Dataset entries:
┏━━

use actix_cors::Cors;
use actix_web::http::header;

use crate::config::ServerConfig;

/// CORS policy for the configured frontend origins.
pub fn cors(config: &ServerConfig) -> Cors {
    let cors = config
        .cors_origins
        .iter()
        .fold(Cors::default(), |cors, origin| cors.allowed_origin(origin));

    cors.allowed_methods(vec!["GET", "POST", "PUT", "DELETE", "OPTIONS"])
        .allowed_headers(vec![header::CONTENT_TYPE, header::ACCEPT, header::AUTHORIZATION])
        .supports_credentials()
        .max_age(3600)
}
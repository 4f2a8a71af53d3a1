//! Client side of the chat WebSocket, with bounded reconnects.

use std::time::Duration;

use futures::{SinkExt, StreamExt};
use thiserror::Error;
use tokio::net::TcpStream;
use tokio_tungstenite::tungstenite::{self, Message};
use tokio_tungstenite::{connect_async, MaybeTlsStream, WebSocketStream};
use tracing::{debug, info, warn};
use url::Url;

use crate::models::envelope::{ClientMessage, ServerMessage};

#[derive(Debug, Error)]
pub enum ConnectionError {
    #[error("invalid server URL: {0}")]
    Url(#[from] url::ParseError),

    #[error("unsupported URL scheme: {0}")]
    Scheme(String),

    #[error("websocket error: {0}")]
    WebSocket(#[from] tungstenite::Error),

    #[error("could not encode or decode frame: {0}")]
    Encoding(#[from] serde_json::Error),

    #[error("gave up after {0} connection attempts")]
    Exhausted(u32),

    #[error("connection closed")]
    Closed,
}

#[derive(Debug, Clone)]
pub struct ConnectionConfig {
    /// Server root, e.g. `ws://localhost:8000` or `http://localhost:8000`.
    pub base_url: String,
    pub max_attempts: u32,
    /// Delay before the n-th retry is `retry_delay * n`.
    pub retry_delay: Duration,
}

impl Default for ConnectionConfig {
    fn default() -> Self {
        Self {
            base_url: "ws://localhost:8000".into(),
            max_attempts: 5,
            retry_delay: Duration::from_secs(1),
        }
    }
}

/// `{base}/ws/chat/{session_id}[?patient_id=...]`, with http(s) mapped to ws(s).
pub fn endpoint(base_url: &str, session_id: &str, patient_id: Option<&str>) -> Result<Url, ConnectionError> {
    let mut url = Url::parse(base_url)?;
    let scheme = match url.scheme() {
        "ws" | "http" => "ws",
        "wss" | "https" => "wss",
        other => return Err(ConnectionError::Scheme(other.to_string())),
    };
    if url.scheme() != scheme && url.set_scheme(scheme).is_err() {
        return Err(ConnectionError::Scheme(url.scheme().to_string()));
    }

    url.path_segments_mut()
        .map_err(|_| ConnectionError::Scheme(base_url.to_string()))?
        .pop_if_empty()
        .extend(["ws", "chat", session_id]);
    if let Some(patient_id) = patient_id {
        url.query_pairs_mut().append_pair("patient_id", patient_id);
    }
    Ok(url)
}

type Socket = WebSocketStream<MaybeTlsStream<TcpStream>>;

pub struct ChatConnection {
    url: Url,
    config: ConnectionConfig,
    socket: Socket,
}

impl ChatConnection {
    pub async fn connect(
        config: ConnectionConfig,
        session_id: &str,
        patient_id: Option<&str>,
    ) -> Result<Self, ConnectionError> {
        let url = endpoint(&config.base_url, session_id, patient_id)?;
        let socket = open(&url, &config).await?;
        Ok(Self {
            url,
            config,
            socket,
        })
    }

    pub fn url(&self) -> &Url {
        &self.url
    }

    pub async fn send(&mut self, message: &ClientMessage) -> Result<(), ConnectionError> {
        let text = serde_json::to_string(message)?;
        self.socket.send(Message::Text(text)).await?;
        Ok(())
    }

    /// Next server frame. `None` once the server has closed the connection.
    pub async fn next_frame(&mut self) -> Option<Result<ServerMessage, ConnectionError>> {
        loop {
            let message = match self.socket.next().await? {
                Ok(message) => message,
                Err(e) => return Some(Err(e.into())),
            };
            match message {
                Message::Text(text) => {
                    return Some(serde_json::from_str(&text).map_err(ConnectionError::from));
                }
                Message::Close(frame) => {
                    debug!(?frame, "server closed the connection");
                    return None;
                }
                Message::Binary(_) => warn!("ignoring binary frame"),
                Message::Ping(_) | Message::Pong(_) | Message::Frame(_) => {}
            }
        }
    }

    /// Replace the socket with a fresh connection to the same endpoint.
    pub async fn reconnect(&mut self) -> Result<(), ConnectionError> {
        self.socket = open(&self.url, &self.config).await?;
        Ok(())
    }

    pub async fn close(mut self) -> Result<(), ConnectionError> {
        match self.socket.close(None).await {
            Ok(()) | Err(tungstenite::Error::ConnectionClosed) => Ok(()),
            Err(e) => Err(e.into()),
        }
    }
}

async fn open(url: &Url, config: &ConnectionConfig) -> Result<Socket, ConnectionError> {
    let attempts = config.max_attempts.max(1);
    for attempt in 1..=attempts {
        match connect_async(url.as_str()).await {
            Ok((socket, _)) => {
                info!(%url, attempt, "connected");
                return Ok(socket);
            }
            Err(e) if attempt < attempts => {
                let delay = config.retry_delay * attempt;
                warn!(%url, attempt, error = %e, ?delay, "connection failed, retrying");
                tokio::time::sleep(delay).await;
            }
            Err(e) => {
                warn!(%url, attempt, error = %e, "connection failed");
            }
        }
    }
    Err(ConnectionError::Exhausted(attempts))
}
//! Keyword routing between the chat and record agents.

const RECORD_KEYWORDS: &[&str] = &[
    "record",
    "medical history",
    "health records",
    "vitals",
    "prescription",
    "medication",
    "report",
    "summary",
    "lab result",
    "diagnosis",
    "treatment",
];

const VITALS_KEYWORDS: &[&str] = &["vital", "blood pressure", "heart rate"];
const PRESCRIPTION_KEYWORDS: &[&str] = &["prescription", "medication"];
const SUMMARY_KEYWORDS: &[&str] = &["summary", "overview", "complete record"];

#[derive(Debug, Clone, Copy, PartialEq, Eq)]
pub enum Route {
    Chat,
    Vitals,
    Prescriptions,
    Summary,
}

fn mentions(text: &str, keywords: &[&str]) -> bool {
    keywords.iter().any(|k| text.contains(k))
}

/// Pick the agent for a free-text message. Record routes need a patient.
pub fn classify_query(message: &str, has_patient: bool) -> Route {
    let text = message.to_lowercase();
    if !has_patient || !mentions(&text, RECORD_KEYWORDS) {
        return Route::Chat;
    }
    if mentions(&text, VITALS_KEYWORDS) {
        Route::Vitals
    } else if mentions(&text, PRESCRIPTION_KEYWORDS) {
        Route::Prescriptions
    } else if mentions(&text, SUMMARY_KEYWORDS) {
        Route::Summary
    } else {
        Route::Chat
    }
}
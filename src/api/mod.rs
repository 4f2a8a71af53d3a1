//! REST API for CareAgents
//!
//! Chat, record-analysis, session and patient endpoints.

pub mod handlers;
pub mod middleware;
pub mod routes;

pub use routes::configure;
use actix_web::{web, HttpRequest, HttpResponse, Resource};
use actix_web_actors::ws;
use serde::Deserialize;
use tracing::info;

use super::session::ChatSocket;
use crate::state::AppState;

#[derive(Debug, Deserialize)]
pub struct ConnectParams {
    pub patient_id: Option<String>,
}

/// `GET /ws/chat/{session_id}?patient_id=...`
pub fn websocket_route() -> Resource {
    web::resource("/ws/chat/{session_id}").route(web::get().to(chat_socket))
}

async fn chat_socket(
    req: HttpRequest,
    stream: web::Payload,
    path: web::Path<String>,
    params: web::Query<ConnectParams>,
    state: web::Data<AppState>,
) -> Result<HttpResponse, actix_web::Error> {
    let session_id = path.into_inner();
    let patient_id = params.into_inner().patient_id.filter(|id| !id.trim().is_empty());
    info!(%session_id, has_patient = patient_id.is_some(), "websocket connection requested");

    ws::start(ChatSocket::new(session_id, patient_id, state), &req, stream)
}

┗━━

• [WHAT TO DO]: Copy out each line of the data that holds the string "Exhausted".

• [RESULT OF THE TASK]:
    Exhausted(u32),
    Err(ConnectionError::Exhausted(attempts))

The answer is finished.